• **Record extracts**:
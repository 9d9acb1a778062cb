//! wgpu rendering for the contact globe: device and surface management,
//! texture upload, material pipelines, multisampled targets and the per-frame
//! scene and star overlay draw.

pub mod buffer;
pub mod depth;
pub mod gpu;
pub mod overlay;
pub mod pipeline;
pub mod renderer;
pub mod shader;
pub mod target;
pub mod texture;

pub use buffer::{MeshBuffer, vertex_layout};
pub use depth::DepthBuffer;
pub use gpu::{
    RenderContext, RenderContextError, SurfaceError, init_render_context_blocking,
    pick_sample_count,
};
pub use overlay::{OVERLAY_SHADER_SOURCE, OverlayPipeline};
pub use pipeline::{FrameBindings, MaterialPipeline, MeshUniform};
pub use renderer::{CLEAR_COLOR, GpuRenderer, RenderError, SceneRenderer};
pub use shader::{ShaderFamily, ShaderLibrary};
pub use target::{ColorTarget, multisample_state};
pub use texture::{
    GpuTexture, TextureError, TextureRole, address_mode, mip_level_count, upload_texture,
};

• **Task statement**: All lines above in which the word "overlay" occurs should be identified and copied.

• **Result**:
//! scene and star overlay draw.
pub mod overlay;
pub use overlay::{OVERLAY_SHADER_SOURCE, OverlayPipeline};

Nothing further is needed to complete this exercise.